The trouble with this approach is that it leaves students without a strong sense of chronology.  We will then have more students possibly than at present who do not know in which century the Civil War took place.

Personally, I am quite fond of the textbook.  A nerd in high school, I spent the summer of 1971 memorizing Thomas Bailey’s The American Pageant, allowing me to opt out of US History 101 my junior year and study select subjects in-depth instead.  Admittedly, most students do not benefit from their assigned textbook, but some do, as I did.

But textbooks are dull, the reformers complain.  Indeed, they are by and large (though I loved Bailey’s).  They do not compare to a good movie in entertainment value.  Are they therefore to be done away with?  Algebra was dull too, as I recall.

I could go on.  But there is not enough room here to tackle meaningfully the pluses and minuses of proposed reforms.

What I would suggest we focus on in place of a discussion of means is a discussion of ends.  To what end do we wish students to learn history?  Perhaps having settled this question the means will suggest themselves.

Three goals come readily to mind.  History should prepare students to understand 1)  the complexity of events, 2)  why they react to events the way they do given our history, and 3)  key turning points in history, both at home and abroad.  As a political historian I am most concerned that students be able to resist the manipulation of history by politicians, something I hope they would pick up in a class about complexity.  We have had enough of wars based on dubious and simplistic analogies.  

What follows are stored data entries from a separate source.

//! # Trace Synchronization Module
//!
//! Discovers tracks in the remote trace id space and synchronizes their raw
//! payloads into the store.
//!
//! ## Components
//!
//! - **Discovery Engine** (`discovery`): probes candidate ids, classifies
//!   them public/private/unknown and reconciles gaps once a later public id
//!   is confirmed
//! - **Payload Synchronizer** (`gpx`): downloads and compresses the payload
//!   of one public track per cycle
//! - **Worker Loops** (`worker`): periodic, cancellable runners for both
//!   engines

pub mod discovery;
pub mod error;
pub mod gpx;
pub mod worker;

pub use discovery::{
    DiscoveryConfig, DiscoveryEngine, DiscoveryStats, DEFAULT_LOOKAHEAD_WINDOW,
    DEFAULT_PROBE_DELAY,
};
pub use error::{Result, SyncError};
pub use gpx::{GpxSynchronizer, SyncOutcome};
pub use worker::{run_discovery_loop, run_gpx_sync_loop, LoopConfig};
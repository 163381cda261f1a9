//! Track repository trait and implementation
//!
//! Exposes the store operations the discovery engine, payload synchronizer
//! and export pipeline are built on. Each operation is individually atomic;
//! no multi-row transactions are required because every track's state enums
//! only ever move in one direction.

use crate::error::{Result, StoreError};
use crate::models::{encode_tags, Track, TrackRow};
use async_trait::async_trait;
use sqlx::{query_as, SqlitePool};
use tracing::debug;

/// Track repository interface for data access operations
#[async_trait]
pub trait TrackRepository: Send + Sync {
    /// The public track with the highest remote id
    async fn find_latest_public(&self) -> Result<Option<Track>>;

    /// The unknown track with the highest remote id
    async fn find_latest_unknown(&self) -> Result<Option<Track>>;

    /// Find a track by its remote id
    async fn find_by_osm_id(&self, osm_track_id: i64) -> Result<Option<Track>>;

    /// Get the track with the given remote id, inserting an `unknown`
    /// placeholder if absent
    ///
    /// Idempotent: calling twice with the same id never creates a duplicate
    /// row and never resets an existing row's state.
    async fn get_or_create_unknown(&self, osm_track_id: i64) -> Result<Track>;

    /// Transition a track to `private` if and only if it is currently
    /// `unknown`
    ///
    /// No-op when the track is missing or already classified. This is the
    /// only mutation path into `private`.
    async fn mark_private_if_unknown(&self, osm_track_id: i64) -> Result<()>;

    /// Insert or overwrite the track as `public` with the captured metadata
    ///
    /// An existing row keeps its payload and sync state; visibility, owner,
    /// remote timestamp, name and tags are overwritten.
    async fn upsert_public(
        &self,
        user_id: i64,
        osm_track_id: i64,
        osm_timestamp: Option<i64>,
        file_name: &str,
        tags: &[String],
    ) -> Result<Track>;

    /// Any single public track with no sync attempt and no stored payload
    async fn find_unsynced_public(&self) -> Result<Option<Track>>;

    /// Store a compressed payload and mark the track `gpx_synced`
    async fn store_payload(
        &self,
        id: i64,
        gpx_file: &[u8],
        content_type: &str,
        synced_at: i64,
    ) -> Result<()>;

    /// Mark a failed sync attempt; the track is no longer eligible for
    /// automatic retry
    async fn mark_sync_error(&self, id: i64, attempted_at: i64) -> Result<()>;

    /// Tracks with an owner and a stored payload, ordered by local id
    /// ascending, optionally capped
    async fn find_exportable(&self, limit: Option<i64>) -> Result<Vec<Track>>;
}

/// SQLite implementation of TrackRepository
pub struct SqliteTrackRepository {
    pool: SqlitePool,
}

impl SqliteTrackRepository {
    /// Create a new SQLite track repository
    pub fn new(pool: SqlitePool) -> Self {
        Self { pool }
    }

    async fn fetch_by_osm_id(&self, osm_track_id: i64) -> Result<Track> {
        self.find_by_osm_id(osm_track_id)
            .await?
            .ok_or_else(|| StoreError::NotFound {
                entity_type: "track".to_string(),
                id: osm_track_id.to_string(),
            })
    }
}

#[async_trait]
impl TrackRepository for SqliteTrackRepository {
    async fn find_latest_public(&self) -> Result<Option<Track>> {
        let row = query_as::<_, TrackRow>(
            "SELECT * FROM tracks WHERE trace_state = 'public' \
             ORDER BY osm_track_id DESC LIMIT 1",
        )
        .fetch_optional(&self.pool)
        .await?;

        row.map(Track::try_from).transpose()
    }

    async fn find_latest_unknown(&self) -> Result<Option<Track>> {
        let row = query_as::<_, TrackRow>(
            "SELECT * FROM tracks WHERE trace_state = 'unknown' \
             ORDER BY osm_track_id DESC LIMIT 1",
        )
        .fetch_optional(&self.pool)
        .await?;

        row.map(Track::try_from).transpose()
    }

    async fn find_by_osm_id(&self, osm_track_id: i64) -> Result<Option<Track>> {
        let row = query_as::<_, TrackRow>("SELECT * FROM tracks WHERE osm_track_id = ?")
            .bind(osm_track_id)
            .fetch_optional(&self.pool)
            .await?;

        row.map(Track::try_from).transpose()
    }

    async fn get_or_create_unknown(&self, osm_track_id: i64) -> Result<Track> {
        if let Some(existing) = self.find_by_osm_id(osm_track_id).await? {
            return Ok(existing);
        }

        sqlx::query(
            "INSERT INTO tracks (osm_track_id, trace_state, sync_state) \
             VALUES (?, 'unknown', 'unknown')",
        )
        .bind(osm_track_id)
        .execute(&self.pool)
        .await?;

        debug!(osm_track_id, "Created unknown track placeholder");

        self.fetch_by_osm_id(osm_track_id).await
    }

    async fn mark_private_if_unknown(&self, osm_track_id: i64) -> Result<()> {
        // Single conditional update: a concurrently-discovered public row
        // must not be clobbered.
        sqlx::query(
            "UPDATE tracks SET trace_state = 'private' \
             WHERE osm_track_id = ? AND trace_state = 'unknown'",
        )
        .bind(osm_track_id)
        .execute(&self.pool)
        .await?;

        Ok(())
    }

    async fn upsert_public(
        &self,
        user_id: i64,
        osm_track_id: i64,
        osm_timestamp: Option<i64>,
        file_name: &str,
        tags: &[String],
    ) -> Result<Track> {
        let tags_json = encode_tags(tags)?;

        sqlx::query(
            r#"
            INSERT INTO tracks (
                osm_track_id, trace_state, sync_state,
                user_id, osm_timestamp, tags, file_name
            ) VALUES (?, 'public', 'unknown', ?, ?, ?, ?)
            ON CONFLICT (osm_track_id) DO UPDATE SET
                trace_state = 'public',
                user_id = excluded.user_id,
                osm_timestamp = excluded.osm_timestamp,
                tags = excluded.tags,
                file_name = excluded.file_name
            "#,
        )
        .bind(osm_track_id)
        .bind(user_id)
        .bind(osm_timestamp)
        .bind(&tags_json)
        .bind(file_name)
        .execute(&self.pool)
        .await?;

        self.fetch_by_osm_id(osm_track_id).await
    }

    async fn find_unsynced_public(&self) -> Result<Option<Track>> {
        let row = query_as::<_, TrackRow>(
            "SELECT * FROM tracks \
             WHERE trace_state = 'public' AND sync_state = 'unknown' \
               AND gpx_file IS NULL \
             LIMIT 1",
        )
        .fetch_optional(&self.pool)
        .await?;

        row.map(Track::try_from).transpose()
    }

    async fn store_payload(
        &self,
        id: i64,
        gpx_file: &[u8],
        content_type: &str,
        synced_at: i64,
    ) -> Result<()> {
        sqlx::query(
            "UPDATE tracks SET \
                gpx_file = ?, gpx_content_type = ?, \
                sync_state = 'gpx_synced', sync_timestamp = ? \
             WHERE id = ?",
        )
        .bind(gpx_file)
        .bind(content_type)
        .bind(synced_at)
        .bind(id)
        .execute(&self.pool)
        .await?;

        Ok(())
    }

    async fn mark_sync_error(&self, id: i64, attempted_at: i64) -> Result<()> {
        sqlx::query("UPDATE tracks SET sync_state = 'error', sync_timestamp = ? WHERE id = ?")
            .bind(attempted_at)
            .bind(id)
            .execute(&self.pool)
            .await?;

        Ok(())
    }

    async fn find_exportable(&self, limit: Option<i64>) -> Result<Vec<Track>> {
        // LIMIT -1 means unbounded in SQLite
        let rows = query_as::<_, TrackRow>(
            "SELECT * FROM tracks \
             WHERE user_id IS NOT NULL AND gpx_file IS NOT NULL \
             ORDER BY id ASC LIMIT ?",
        )
        .bind(limit.unwrap_or(-1))
        .fetch_all(&self.pool)
        .await?;

        rows.into_iter().map(Track::try_from).collect()
    }
}
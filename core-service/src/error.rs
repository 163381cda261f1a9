use thiserror::Error;

#[derive(Error, Debug)]
pub enum ServiceError {
    #[error("Configuration error: {0}")]
    Config(String),

    #[error("Store error: {0}")]
    Store(#[from] core_store::StoreError),

    #[error("IO error: {0}")]
    Io(#[from] std::io::Error),
}

pub type Result<T> = std::result::Result<T, ServiceError>;
//! # Service Composition
//!
//! Wires the store, the trace API client and the three worker loops into a
//! running service.
//!
//! The loops share nothing but the connection pool: discovery moves rows
//! from `unknown` toward `private`/`public`, payload sync only touches rows
//! already `public`, and export only reads. Shutdown is cooperative: the
//! shared cancellation token is checked between iterations, and in-flight
//! single-row operations complete before a loop exits.

use bridge_desktop::ReqwestHttpClient;
use bridge_traits::traces::TraceApi;
use core_export::{run_export_loop, ExportConfig, ExportPipeline};
use core_store::db::{create_pool, DatabaseConfig};
use core_store::repositories::{SqliteTrackRepository, SqliteUserRepository};
use core_sync::{
    run_discovery_loop, run_gpx_sync_loop, DiscoveryConfig, DiscoveryEngine, GpxSynchronizer,
    LoopConfig,
};
use provider_osm::OsmTraceClient;
use std::sync::Arc;
use tokio::task::JoinHandle;
use tokio_util::sync::CancellationToken;
use tracing::{info, warn};

use crate::config::ServiceConfig;
use crate::error::Result;

/// A running trace synchronization service
pub struct TraceService {
    cancel: CancellationToken,
    handles: Vec<JoinHandle<()>>,
}

impl TraceService {
    /// Build the dependency graph and spawn the worker loops
    ///
    /// # Errors
    ///
    /// Returns an error when the database cannot be opened or migrated.
    pub async fn start(config: ServiceConfig) -> Result<Self> {
        let pool = create_pool(DatabaseConfig::new(&config.database_path)).await?;

        let tracks = Arc::new(SqliteTrackRepository::new(pool.clone()));
        let users = Arc::new(SqliteUserRepository::new(pool));

        let http_client = Arc::new(ReqwestHttpClient::new(config.user_agent.clone()));
        let api: Arc<dyn TraceApi> = Arc::new(OsmTraceClient::new(
            http_client,
            config.api_base_url.clone(),
            config.api_username.clone(),
            config.api_password.clone(),
        ));

        let cancel = CancellationToken::new();
        let mut handles = Vec::new();

        let discovery = DiscoveryEngine::new(
            tracks.clone(),
            users,
            api.clone(),
            DiscoveryConfig {
                lookahead_window: config.lookahead_window,
                probe_delay: config.probe_delay,
            },
        );
        handles.push(tokio::spawn(run_discovery_loop(
            discovery,
            LoopConfig {
                enabled: config.discovery_enabled,
                interval: config.discovery_interval,
            },
            cancel.clone(),
        )));

        let gpx_sync = GpxSynchronizer::new(tracks.clone(), api);
        handles.push(tokio::spawn(run_gpx_sync_loop(
            gpx_sync,
            LoopConfig {
                enabled: config.gpx_sync_enabled,
                interval: config.gpx_sync_interval,
            },
            cancel.clone(),
        )));

        let export = ExportPipeline::new(
            tracks,
            ExportConfig {
                output_path: config.export_output_path.clone(),
                max_tracks: config.export_max_tracks,
            },
        );
        handles.push(tokio::spawn(run_export_loop(
            export,
            LoopConfig {
                enabled: config.export_enabled,
                interval: config.export_interval,
            },
            cancel.clone(),
        )));

        info!(
            database = %config.database_path.display(),
            "Trace synchronization service started"
        );

        Ok(Self { cancel, handles })
    }

    /// Handle to the service's cancellation token
    pub fn cancellation_token(&self) -> CancellationToken {
        self.cancel.clone()
    }

    /// Request cooperative shutdown and wait for every loop to finish
    pub async fn shutdown(self) {
        info!("Shutting down worker loops");
        self.cancel.cancel();

        for handle in self.handles {
            if let Err(e) = handle.await {
                warn!(error = %e, "Worker loop terminated abnormally");
            }
        }

        info!("All worker loops stopped");
    }
}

I should end on one reassuring note.  However difficult it is to design a history curriculum, we all seem to share the belief that we should have one.  Americans, whether red, blue or green, generally believe it is a good idea for us to understand our own history.  On this past week’s poll at Vote iQ, the website that helps voters become smarter about politics, 100% of the users agreed with the statement that it is “important that voters in a democracy are familiar with the history of their own country.”  100% also agreed that politicians should be familiar with our history as well.  Out of 32 polls done in the last six months, these are the only questions that have received unanimous support.